Le besoin de moyens de flexibilité même si non rentables
Ces chiffres, résultats d’un modèle offre-demande, ne révèlent que la partie émergée de l’iceberg. Au-delà des échanges aux interconnexions, de la modulation du nucléaire et d’un pilotage crédible de la consommation par le big data, ce modèle porte sur le développement de sources de modulation, hydro de lac, turbine à gaz biogène, et sur le développement de stockage, à savoir principalement en batteries, en stations de transfert d’énergie par pompage (STEP) et en hydrogène (power to gas to power). L’optimisation économique va d’abord développer les moyens les plus profitables (par exemple le suréquipement des centrales hydroélectriques de lac), mais il sera nécessaire de développer également des moyens malgré un manque à gagner (missing money) lorsque les revenus du marché de l’énergie ne couvrent pas les coûts, du fait de l’objectif de sécurité d’approvisionnement à respecter. À noter que, selon leur coût d’investissement, les STEP restent le moyen le plus compétitif.
De la flexibilité à toutes les échelles de temps
L’étude met en avant l’autre partie de l’iceberg, que le modèle d’équilibre offre-demande à chaque pas horaire ne peut pas révéler. Rien n’y différencie un moyen de production flexible à dynamique rapide, à l’échelle de la minute, d’un autre. Il est fort à parier que le système électrique européen, sans la dynamique rapide de l’hydro, serait difficile à garantir dans son équilibre. Les habitudes des gestionnaires de réseau comme des traders tiennent pour acquis cette source de flexibilité. C’est le cas de l’hydro de lac mais surtout des STEP, car leur flexibilité dans les deux sens double cette capacité, en turbinage et en pompage, donc en injection et en soutirage. Point qui devient de plus en plus important lors des heures en production marginale sur EnR.
Ainsi, le gestionnaire de réseau a fortement valorisé chaque minute gagnée sur les temps de changement d’état (arrêt, turbine, pompe) de la récente STEP de Gilboa en Israël (1 M€/mn.MW de pénalité et bonus pour le changement d’état de pompe à turbine). Partout, les hydrauliciens accroissent la flexibilité de leurs centrales (programme européen XFLEX : vitesse variable, court-circuit hydraulique, hybridation avec batterie, superviseur d’optimisation) pour gagner en dynamique, afin de saisir les opportunités de marché sur des pas d’échanges courts (15 mn) et valoriser la gestion de leur portefeuille, en minimisant la sollicitation des centrales à gaz et nucléaires et en compensant la variabilité rapide des EnR.

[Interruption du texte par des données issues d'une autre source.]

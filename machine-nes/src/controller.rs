//! Controller and Zapper input.
//!
//! The standard pad is a serial shift register behind $4016/$4017: strobe
//! high latches the live button byte and reads return the A button; strobe
//! low shifts one bit out per read, padding with 1s after the eighth.
//!
//! Live button state crosses threads: the UI thread writes it through a
//! [`PadHandle`] / [`ZapperHandle`] and the emulation thread reads it when
//! the game strobes. Relaxed atomics are enough; a read stale by one input
//! poll is invisible at 60 Hz.

use std::sync::atomic::{AtomicBool, AtomicU32, AtomicU8, Ordering};
use std::sync::Arc;

/// Button bits, LSB first in shift order.
pub mod buttons {
    pub const A: u8 = 0x01;
    pub const B: u8 = 0x02;
    pub const SELECT: u8 = 0x04;
    pub const START: u8 = 0x08;
    pub const UP: u8 = 0x10;
    pub const DOWN: u8 = 0x20;
    pub const LEFT: u8 = 0x40;
    pub const RIGHT: u8 = 0x80;
}

/// UI-side handle to a controller's live button byte.
#[derive(Clone)]
pub struct PadHandle(Arc<AtomicU8>);

impl PadHandle {
    pub fn press(&self, button: u8) {
        self.0.fetch_or(button, Ordering::Relaxed);
    }

    pub fn release(&self, button: u8) {
        self.0.fetch_and(!button, Ordering::Relaxed);
    }

    pub fn set_state(&self, state: u8) {
        self.0.store(state, Ordering::Relaxed);
    }

    #[must_use]
    pub fn state(&self) -> u8 {
        self.0.load(Ordering::Relaxed)
    }
}

/// One standard NES pad.
pub struct Controller {
    live: Arc<AtomicU8>,
    strobe: bool,
    shift: u8,
}

impl Controller {
    #[must_use]
    pub fn new() -> Self {
        Self {
            live: Arc::new(AtomicU8::new(0)),
            strobe: false,
            shift: 0,
        }
    }

    /// Handle for the input thread.
    #[must_use]
    pub fn handle(&self) -> PadHandle {
        PadHandle(Arc::clone(&self.live))
    }

    pub fn reset(&mut self) {
        self.strobe = false;
        self.shift = 0;
    }

    fn latch(&mut self) {
        self.shift = self.live.load(Ordering::Relaxed);
    }

    /// $4016 write, bit 0. The falling edge latches the shift register.
    pub fn set_strobe(&mut self, on: bool) {
        if self.strobe && !on {
            self.latch();
        }
        self.strobe = on;
        if self.strobe {
            self.latch();
        }
    }

    /// Serial read: one bit per read, 1s after the register empties.
    pub fn read(&mut self) -> u8 {
        if self.strobe {
            self.latch();
            return self.shift & 0x01;
        }
        let bit = self.shift & 0x01;
        self.shift = (self.shift >> 1) | 0x80;
        bit
    }

    /// Side-effect-free read.
    #[must_use]
    pub fn peek(&self) -> u8 {
        if self.strobe {
            self.live.load(Ordering::Relaxed) & 0x01
        } else {
            self.shift & 0x01
        }
    }
}

impl Default for Controller {
    fn default() -> Self {
        Self::new()
    }
}

/// Aim position packed into one atomic word; this sentinel means the
/// cursor is off screen.
const AIM_OFFSCREEN: u32 = 0xFFFF_FFFF;

struct ZapperShared {
    aim: AtomicU32,
    trigger: AtomicBool,
}

/// UI-side handle to the Zapper.
#[derive(Clone)]
pub struct ZapperHandle(Arc<ZapperShared>);

impl ZapperHandle {
    /// Aim at a framebuffer pixel. Out-of-range coordinates mean the gun
    /// points away from the screen.
    pub fn aim_at(&self, x: i32, y: i32) {
        let packed = if (0..256).contains(&x) && (0..240).contains(&y) {
            ((x as u32) << 16) | (y as u32)
        } else {
            AIM_OFFSCREEN
        };
        self.0.aim.store(packed, Ordering::Relaxed);
    }

    pub fn set_trigger(&self, pressed: bool) {
        self.0.trigger.store(pressed, Ordering::Relaxed);
    }
}

/// NES Zapper light gun on port 2.
///
/// Bit 3 of a $4017 read is the light sensor (0 = light detected), bit 4
/// the trigger (0 = pulled).
pub struct Zapper {
    shared: Arc<ZapperShared>,
}

/// Luminance threshold above which the sensor reports light.
const LIGHT_THRESHOLD: f64 = 180.0;

impl Zapper {
    #[must_use]
    pub fn new() -> Self {
        Self {
            shared: Arc::new(ZapperShared {
                aim: AtomicU32::new(((128u32) << 16) | 120),
                trigger: AtomicBool::new(false),
            }),
        }
    }

    #[must_use]
    pub fn handle(&self) -> ZapperHandle {
        ZapperHandle(Arc::clone(&self.shared))
    }

    pub fn reset(&mut self) {
        self.shared.trigger.store(false, Ordering::Relaxed);
        self.shared
            .aim
            .store(((128u32) << 16) | 120, Ordering::Relaxed);
    }

    /// Current aim point, if on screen.
    #[must_use]
    pub fn aim(&self) -> Option<(u16, u16)> {
        let packed = self.shared.aim.load(Ordering::Relaxed);
        if packed == AIM_OFFSCREEN {
            None
        } else {
            Some(((packed >> 16) as u16, (packed & 0xFFFF) as u16))
        }
    }

    /// Compose the $4017 contribution given the sampled pixel brightness.
    #[must_use]
    pub fn read_bits(&self, light_detected: bool) -> u8 {
        let mut data = 0;
        if !light_detected {
            data |= 0x08;
        }
        if !self.shared.trigger.load(Ordering::Relaxed) {
            data |= 0x10;
        }
        data
    }

    /// BT.601 luminance test for the aimed pixel.
    #[must_use]
    pub fn senses_light(&self, rgb: (u8, u8, u8)) -> bool {
        let (r, g, b) = rgb;
        let luminance = 0.299 * f64::from(r) + 0.587 * f64::from(g) + 0.114 * f64::from(b);
        luminance >= LIGHT_THRESHOLD
    }
}

impl Default for Zapper {
    fn default() -> Self {
        Self::new()
    }
}

#[cfg(test)]
mod tests {
    use super::*;

    #[test]
    fn strobe_pulse_latches_and_shifts() {
        let mut pad = Controller::new();
        let handle = pad.handle();
        handle.press(buttons::A);
        handle.press(buttons::START);

        pad.set_strobe(true);
        pad.set_strobe(false);

        let expected = [1, 0, 0, 1, 0, 0, 0, 0];
        for bit in expected {
            assert_eq!(pad.read(), bit);
        }
        // Ninth and later reads return 1.
        assert_eq!(pad.read(), 1);
        assert_eq!(pad.read(), 1);
    }

    #[test]
    fn strobe_high_repeats_a() {
        let mut pad = Controller::new();
        let handle = pad.handle();
        handle.press(buttons::A);
        pad.set_strobe(true);
        assert_eq!(pad.read(), 1);
        assert_eq!(pad.read(), 1);
        handle.release(buttons::A);
        assert_eq!(pad.read(), 0);
    }

    #[test]
    fn zapper_bits() {
        let zapper = Zapper::new();
        let handle = zapper.handle();

        // No light, trigger released: both bits set.
        assert_eq!(zapper.read_bits(false), 0x18);

        handle.set_trigger(true);
        assert_eq!(zapper.read_bits(false), 0x08);
        assert_eq!(zapper.read_bits(true), 0x00);
    }

    #[test]
    fn zapper_luminance_threshold() {
        let zapper = Zapper::new();
        assert!(zapper.senses_light((255, 255, 255)));
        assert!(!zapper.senses_light((0, 0, 0)));
        // 0.299*180 + 0.587*180 + 0.114*180 = 180: boundary counts as light.
        assert!(zapper.senses_light((180, 180, 180)));
    }

    #[test]
    fn zapper_offscreen_aim() {
        let zapper = Zapper::new();
        let handle = zapper.handle();
        assert_eq!(zapper.aim(), Some((128, 120)));
        handle.aim_at(-5, 10);
        assert_eq!(zapper.aim(), None);
        handle.aim_at(10, 20);
        assert_eq!(zapper.aim(), Some((10, 20)));
    }
}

Tous les autres services rendus
À l’échelle de la seconde, le modèle économique des services système de contrôle de la fréquence est hérité du passé, lorsqu’ils étaient un besoin à la marge. Leur rémunération sur le principe de la perte d’opportunité de vente de la production sur le marché, afin de contribuer à l’équilibrage du système, ne prend pas en compte les coûts du capital mobilisé pour rendre le service. L’hydro y joue un rôle important, les batteries sont sur un segment complémentaire.
De plus, les centrales hydro existantes contribuent aux marges nécessaires à l’équilibre du système sans rémunération de leur valeur assurantielle, valeur attachée à leur seule existence, même à l’arrêt et hors marché. Tout cela sans parler des autres services de l’hydro tels que le réglage de tension et l’inertie des masses tournantes synchronisées, qui va devenir un bien précieux pour contrôler la fréquence alors que les EnR sont sous électronique de puissance, donc non synchrones.
Revoir la conception du marché
La part prépondérante des sources à coût de combustible nul (EnR) ou faible (nucléaire) perturbe le modèle historique d’empilement par coûts croissants des moyens de production pour équilibrer la demande, visant à fixer le prix du marché sur la dernière centrale appelée au combustible le plus cher, cela pour rentabiliser les investissements dans un parc « équilibré » (théorie du coût marginal de développement). Le poids des Capex (charges de capital) des futurs investissements en moyens de production et de flexibilité devient seul déterminant.
“L’Allemagne est déjà confrontée à la problématique de la flexibilité.”
La conception du marché de l’électricité (market design) est à revoir. Sa récente adaptation, à la suite de la guerre en Ukraine, distingue d’une part l’hydro au fil de l’eau pour la soutenir par des contrats pour différence (CFD) garantissant sa profitabilité par rapport à un prix (coût) de référence et, d’autre part, l’hydro « flexible » (lac, STEP) pour la soutenir par un mécanisme de flexibilité qui reste à concevoir sur une base de rémunération à la capacité flexible disponible, tout en la combinant avec une incitation d’exploitation sur le signal du marché. On a fini par oublier que toute l’hydraulique, y compris l’hydroélectricité au fil de l’eau (ex. : Rhône, Danube) module de fait sa puissance pour répondre aux marchés infrajournaliers et au mécanisme d’ajustement (mobilisation des réserves pour contrôler la fréquence).
L’Allemagne est déjà confrontée à la problématique de la flexibilité et a révélé le potentiel de flexibilité de la petite hydroélectricité (Bavière, 2 900 MW installés, 1 000 MW de modulation) : des milliers de batteries.

Investir dans l’hydro
La future conception du marché du système électrique décarboné devra non seulement aborder les nouveaux investissements de l’hydro à la fois dans la flexibilité et dans la production d’énergie renouvelable, mais aussi s’intéresser à la profitabilité de la rénovation du parc hydro existant. Ce dernier point a une importance d’autant plus critique que son volume significatif est indispensable à l’atteinte des objectifs ambitieux de décarbonation dans une économie de rareté où les sources d’énergie renouvelables sont précieuses, du fait de la faible acceptation du public pour les nouveaux projets d’EnR et de leurs difficultés de raccordement au réseau. Il ne s’agit pas d’abandonner des sources existantes.
Des prévisions de marché aléatoires
La conception du marché et la rémunération des services système sont à réinventer pour valoriser la flexibilité telle que celle de l’hydro. Exercice délicat dans un avenir hautement incertain quant à la mise en œuvre effective de la transformation du système électrique, de l’abandon des centrales conventionnelles vers le développement des EnR, où les prévisions de prix, voire de structure de prix, relèvent du pari alors que les temps d’amortissement sont longs. Exercice à peine commencé pour valoriser la flexibilité de l’hydro répartie comme la petite hydro, en réponse au changement de paradigme des réseaux de distribution qui sont devenus collecteurs d’EnR variables et qui feront face aux rampes soudaines de consommation des charges rapides de véhicules électriques.